--- START ---

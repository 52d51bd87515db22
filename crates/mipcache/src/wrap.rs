//! Wrap-mode resolution of filter supports.
//!
//! A footprint near the edge of a texture produces a support that hangs off
//! the raster. Rather than wrapping every pixel coordinate, the support is
//! split into pieces that lie inside the image, each paired with the shift
//! that maps its pixels back to the unwrapped position where the filter
//! weight is evaluated:
//!
//! ```text
//!        -2 -1 | 0  1  2 ...  61 62 63 | 64
//! support  [x  x| x  x]                |          periodic, width 64
//! pieces   [62, 64) shift -64  +  [0, 2) shift 0
//! ```

use mipcache_core::Support;
use smallvec::SmallVec;

use crate::options::WrapMode;

/// One in-image piece of a wrapped support.
#[derive(Debug, Clone, Copy, PartialEq, Eq)]
pub struct WrapPiece {
    /// Pixels to read, inside the wrap region.
    pub support: Support,
    /// Added to a read column to get the unwrapped column.
    pub shift_x: i32,
    /// Added to a read row to get the unwrapped row.
    pub shift_y: i32,
}

/// Result of [`split_support`].
#[derive(Debug, Clone, PartialEq)]
pub struct WrapSplit {
    /// Pieces to read, at most four.
    pub pieces: SmallVec<[WrapPiece; 4]>,
    /// Fraction of the support that maps onto the image. Below one only
    /// for black wrap.
    pub coverage: f32,
}

impl WrapSplit {
    /// Total pixels over all pieces.
    pub fn area(&self) -> u64 {
        self.pieces.iter().map(|p| p.support.area()).sum()
    }
}

type AxisPieces = SmallVec<[(i32, i32, i32); 2]>;

/// Splits one axis `[lo, hi)` against the region `[start, end)`.
///
/// Returns `(lo, hi, shift)` triples and the covered fraction. Spans are
/// measured in `i64` so supports reaching the `i32` limits do not overflow.
fn split_axis(lo: i32, hi: i32, start: i32, end: i32, mode: WrapMode) -> (AxisPieces, f32) {
    let mut pieces = AxisPieces::new();
    let (lo, hi, start, end) = (i64::from(lo), i64::from(hi), i64::from(start), i64::from(end));
    let size = end - start;
    if size <= 0 || hi <= lo {
        return (pieces, 0.0);
    }
    // Every bound and shift pushed below stays within i32 range.
    let mut push = |a: i64, b: i64, shift: i64| {
        pieces.push((a as i32, b as i32, shift.clamp(i64::from(i32::MIN), i64::from(i32::MAX)) as i32));
    };

    let covered = match mode {
        WrapMode::Periodic => {
            // A support wider than one period reads each pixel once,
            // centred on the original support.
            let (lo, hi) = if hi - lo > size {
                let centre = lo + (hi - lo) / 2;
                (centre - size / 2, centre - size / 2 + size)
            } else {
                (lo, hi)
            };
            let first = (lo - start).div_euclid(size);
            let last = (hi - 1 - start).div_euclid(size);
            for k in first..=last {
                let shift = k * size;
                let a = lo.max(start + shift) - shift;
                let b = hi.min(end + shift) - shift;
                if b > a {
                    push(a, b, shift);
                }
            }
            1.0
        }
        WrapMode::Clamp => {
            let a = lo.max(start);
            let b = hi.min(end);
            if b > a {
                push(a, b, 0);
            } else if hi <= start {
                push(start, start + 1, hi - 1 - start);
            } else {
                push(end - 1, end, lo - (end - 1));
            }
            1.0
        }
        WrapMode::Black => {
            let a = lo.max(start);
            let b = hi.min(end);
            if b > a {
                push(a, b, 0);
                (b - a) as f32 / (hi - lo) as f32
            } else {
                0.0
            }
        }
    };
    (pieces, covered)
}

/// Splits `support` into pieces inside `region` according to the wrap modes.
///
/// Periodic axes repeat with the region's period. Clamp axes clip, and a
/// support entirely outside the region collapses onto the nearest edge
/// pixel. Black axes clip and report the uncovered share through
/// [`WrapSplit::coverage`].
pub fn split_support(support: Support, region: Support, s_wrap: WrapMode, t_wrap: WrapMode) -> WrapSplit {
    let (xs, cover_x) = split_axis(support.x0, support.x1, region.x0, region.x1, s_wrap);
    let (ys, cover_y) = split_axis(support.y0, support.y1, region.y0, region.y1, t_wrap);

    let mut pieces = SmallVec::new();
    for &(y0, y1, shift_y) in &ys {
        for &(x0, x1, shift_x) in &xs {
            pieces.push(WrapPiece {
                support: Support::new(x0, x1, y0, y1),
                shift_x,
                shift_y,
            });
        }
    }
    WrapSplit {
        pieces,
        coverage: cover_x * cover_y,
    }
}

#[cfg(test)]
mod tests {
    use super::*;

    const IMAGE: Support = Support::from_size(64, 32);

    #[test]
    fn test_inside_is_untouched() {
        let s = Support::new(3, 9, 4, 8);
        for mode in [WrapMode::Periodic, WrapMode::Clamp, WrapMode::Black] {
            let split = split_support(s, IMAGE, mode, mode);
            assert_eq!(split.pieces.len(), 1);
            assert_eq!(split.pieces[0], WrapPiece { support: s, shift_x: 0, shift_y: 0 });
            assert_eq!(split.coverage, 1.0);
        }
    }

    #[test]
    fn test_periodic_corner() {
        let split = split_support(Support::new(-2, 2, 30, 34), IMAGE, WrapMode::Periodic, WrapMode::Periodic);
        assert_eq!(split.pieces.len(), 4);
        assert_eq!(split.area(), 16);
        assert!(split.pieces.contains(&WrapPiece {
            support: Support::new(62, 64, 30, 32),
            shift_x: -64,
            shift_y: 0,
        }));
        assert!(split.pieces.contains(&WrapPiece {
            support: Support::new(0, 2, 0, 2),
            shift_x: 0,
            shift_y: 32,
        }));
    }

    #[test]
    fn test_periodic_wider_than_image() {
        let split = split_support(Support::new(-100, 100, 0, 1), IMAGE, WrapMode::Periodic, WrapMode::Clamp);
        assert_eq!(split.area(), 64);
        assert_eq!(split.coverage, 1.0);
    }

    #[test]
    fn test_black_coverage() {
        let split = split_support(Support::new(-4, 4, 0, 4), IMAGE, WrapMode::Black, WrapMode::Black);
        assert_eq!(split.pieces[0].support, Support::new(0, 4, 0, 4));
        assert!((split.coverage - 0.5).abs() < 1e-6);

        let outside = split_support(Support::new(70, 80, 0, 4), IMAGE, WrapMode::Black, WrapMode::Black);
        assert!(outside.pieces.is_empty());
        assert_eq!(outside.coverage, 0.0);
    }

    #[test]
    fn test_clamp_snaps_to_edge() {
        let split = split_support(Support::new(70, 80, -9, -5), IMAGE, WrapMode::Clamp, WrapMode::Clamp);
        let piece = split.pieces[0];
        assert_eq!(piece.support, Support::new(63, 64, 0, 1));
        assert!((70..80).contains(&(63 + piece.shift_x)));
        assert!((-9..-5).contains(&(piece.shift_y)));
    }

    #[test]
    fn test_extreme_supports() {
        let full = Support::new(i32::MIN, i32::MAX, i32::MAX - 1, i32::MAX);
        let split = split_support(full, IMAGE, WrapMode::Periodic, WrapMode::Periodic);
        assert_eq!(split.area(), 64);
        assert_eq!(split.coverage, 1.0);

        let split = split_support(full, IMAGE, WrapMode::Clamp, WrapMode::Clamp);
        assert_eq!(split.pieces[0].support, Support::new(0, 64, 31, 32));

        let split = split_support(full, IMAGE, WrapMode::Black, WrapMode::Black);
        assert!(split.pieces.is_empty());
        assert_eq!(split.coverage, 0.0);
    }

    #[test]
    fn test_offset_region() {
        let face = Support::new(32, 64, 0, 32);
        let split = split_support(Support::new(60, 70, 2, 4), face, WrapMode::Clamp, WrapMode::Clamp);
        assert_eq!(split.pieces[0].support, Support::new(60, 64, 2, 4));
    }
}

--- END ---

* Exercise instructions
Having read the entries above, set each one down again exactly.

* Problem solution
repository 52d51bd87515db22
filename crates/mipcache/src/wrap.rs
//! Wrap-mode resolution of filter supports.
//!
//! A footprint near the edge of a texture produces a support that hangs off
//! the raster. Rather than wrapping every pixel coordinate, the support is
//! split into pieces that lie inside the image, each paired with the shift
//! that maps its pixels back to the unwrapped position where the filter
//! weight is evaluated:
//!
//! ```text
//!        -2 -1 | 0  1  2 ...  61 62 63 | 64
//! support  [x  x| x  x]                |          periodic, width 64
//! pieces   [62, 64) shift -64  +  [0, 2) shift 0
//! ```

use mipcache_core::Support;
use smallvec::SmallVec;

use crate::options::WrapMode;

/// One in-image piece of a wrapped support.
#[derive(Debug, Clone, Copy, PartialEq, Eq)]
pub struct WrapPiece {
    /// Pixels to read, inside the wrap region.
    pub support: Support,
    /// Added to a read column to get the unwrapped column.
    pub shift_x: i32,
    /// Added to a read row to get the unwrapped row.
    pub shift_y: i32,
}

/// Result of [`split_support`].
#[derive(Debug, Clone, PartialEq)]
pub struct WrapSplit {
    /// Pieces to read, at most four.
    pub pieces: SmallVec<[WrapPiece; 4]>,
    /// Fraction of the support that maps onto the image. Below one only
    /// for black wrap.
    pub coverage: f32,
}

impl WrapSplit {
    /// Total pixels over all pieces.
    pub fn area(&self) -> u64 {
        self.pieces.iter().map(|p| p.support.area()).sum()
    }
}

type AxisPieces = SmallVec<[(i32, i32, i32); 2]>;

/// Splits one axis `[lo, hi)` against the region `[start, end)`.
///
/// Returns `(lo, hi, shift)` triples and the covered fraction. Spans are
/// measured in `i64` so supports reaching the `i32` limits do not overflow.
fn split_axis(lo: i32, hi: i32, start: i32, end: i32, mode: WrapMode) -> (AxisPieces, f32) {
    let mut pieces = AxisPieces::new();
    let (lo, hi, start, end) = (i64::from(lo), i64::from(hi), i64::from(start), i64::from(end));
    let size = end - start;
    if size <= 0 || hi <= lo {
        return (pieces, 0.0);
    }
    // Every bound and shift pushed below stays within i32 range.
    let mut push = |a: i64, b: i64, shift: i64| {
        pieces.push((a as i32, b as i32, shift.clamp(i64::from(i32::MIN), i64::from(i32::MAX)) as i32));
    };

    let covered = match mode {
        WrapMode::Periodic => {
            // A support wider than one period reads each pixel once,
            // centred on the original support.
            let (lo, hi) = if hi - lo > size {
                let centre = lo + (hi - lo) / 2;
                (centre - size / 2, centre - size / 2 + size)
            } else {
                (lo, hi)
            };
            let first = (lo - start).div_euclid(size);
            let last = (hi - 1 - start).div_euclid(size);
            for k in first..=last {
                let shift = k * size;
                let a = lo.max(start + shift) - shift;
                let b = hi.min(end + shift) - shift;
                if b > a {
                    push(a, b, shift);
                }
            }
            1.0
        }
        WrapMode::Clamp => {
            let a = lo.max(start);
            let b = hi.min(end);
            if b > a {
                push(a, b, 0);
            } else if hi <= start {
                push(start, start + 1, hi - 1 - start);
            } else {
                push(end - 1, end, lo - (end - 1));
            }
            1.0
        }
        WrapMode::Black => {
            let a = lo.max(start);
            let b = hi.min(end);
            if b > a {
                push(a, b, 0);
                (b - a) as f32 / (hi - lo) as f32
            } else {
                0.0
            }
        }
    };
    (pieces, covered)
}

/// Splits `support` into pieces inside `region` according to the wrap modes.
///
/// Periodic axes repeat with the region's period. Clamp axes clip, and a
/// support entirely outside the region collapses onto the nearest edge
/// pixel. Black axes clip and report the uncovered share through
/// [`WrapSplit::coverage`].
pub fn split_support(support: Support, region: Support, s_wrap: WrapMode, t_wrap: WrapMode) -> WrapSplit {
    let (xs, cover_x) = split_axis(support.x0, support.x1, region.x0, region.x1, s_wrap);
    let (ys, cover_y) = split_axis(support.y0, support.y1, region.y0, region.y1, t_wrap);

    let mut pieces = SmallVec::new();
    for &(y0, y1, shift_y) in &ys {
        for &(x0, x1, shift_x) in &xs {
            pieces.push(WrapPiece {
                support: Support::new(x0, x1, y0, y1),
                shift_x,
                shift_y,
            });
        }
    }
    WrapSplit {
        pieces,
        coverage: cover_x * cover_y,
    }
}

#[cfg(test)]
mod tests {
    use super::*;

    const IMAGE: Support = Support::from_size(64, 32);

    #[test]
    fn test_inside_is_untouched() {
        let s = Support::new(3, 9, 4, 8);
        for mode in [WrapMode::Periodic, WrapMode::Clamp, WrapMode::Black] {
            let split = split_support(s, IMAGE, mode, mode);
            assert_eq!(split.pieces.len(), 1);
            assert_eq!(split.pieces[0], WrapPiece { support: s, shift_x: 0, shift_y: 0 });
            assert_eq!(split.coverage, 1.0);
        }
    }

    #[test]
    fn test_periodic_corner() {
        let split = split_support(Support::new(-2, 2, 30, 34), IMAGE, WrapMode::Periodic, WrapMode::Periodic);
        assert_eq!(split.pieces.len(), 4);
        assert_eq!(split.area(), 16);
        assert!(split.pieces.contains(&WrapPiece {
            support: Support::new(62, 64, 30, 32),
            shift_x: -64,
            shift_y: 0,
        }));
        assert!(split.pieces.contains(&WrapPiece {
            support: Support::new(0, 2, 0, 2),
            shift_x: 0,
            shift_y: 32,
        }));
    }

    #[test]
    fn test_periodic_wider_than_image() {
        let split = split_support(Support::new(-100, 100, 0, 1), IMAGE, WrapMode::Periodic, WrapMode::Clamp);
        assert_eq!(split.area(), 64);
        assert_eq!(split.coverage, 1.0);
    }

    #[test]
    fn test_black_coverage() {
        let split = split_support(Support::new(-4, 4, 0, 4), IMAGE, WrapMode::Black, WrapMode::Black);
        assert_eq!(split.pieces[0].support, Support::new(0, 4, 0, 4));
        assert!((split.coverage - 0.5).abs() < 1e-6);

        let outside = split_support(Support::new(70, 80, 0, 4), IMAGE, WrapMode::Black, WrapMode::Black);
        assert!(outside.pieces.is_empty());
        assert_eq!(outside.coverage, 0.0);
    }

    #[test]
    fn test_clamp_snaps_to_edge() {
        let split = split_support(Support::new(70, 80, -9, -5), IMAGE, WrapMode::Clamp, WrapMode::Clamp);
        let piece = split.pieces[0];
        assert_eq!(piece.support, Support::new(63, 64, 0, 1));
        assert!((70..80).contains(&(63 + piece.shift_x)));
        assert!((-9..-5).contains(&(piece.shift_y)));
    }

    #[test]
    fn test_extreme_supports() {
        let full = Support::new(i32::MIN, i32::MAX, i32::MAX - 1, i32::MAX);
        let split = split_support(full, IMAGE, WrapMode::Periodic, WrapMode::Periodic);
        assert_eq!(split.area(), 64);
        assert_eq!(split.coverage, 1.0);

        let split = split_support(full, IMAGE, WrapMode::Clamp, WrapMode::Clamp);
        assert_eq!(split.pieces[0].support, Support::new(0, 64, 31, 32));

        let split = split_support(full, IMAGE, WrapMode::Black, WrapMode::Black);
        assert!(split.pieces.is_empty());
        assert_eq!(split.coverage, 0.0);
    }

    #[test]
    fn test_offset_region() {
        let face = Support::new(32, 64, 0, 32);
        let split = split_support(Support::new(60, 70, 2, 4), face, WrapMode::Clamp, WrapMode::Clamp);
        assert_eq!(split.pieces[0].support, Support::new(60, 64, 2, 4));
    }
}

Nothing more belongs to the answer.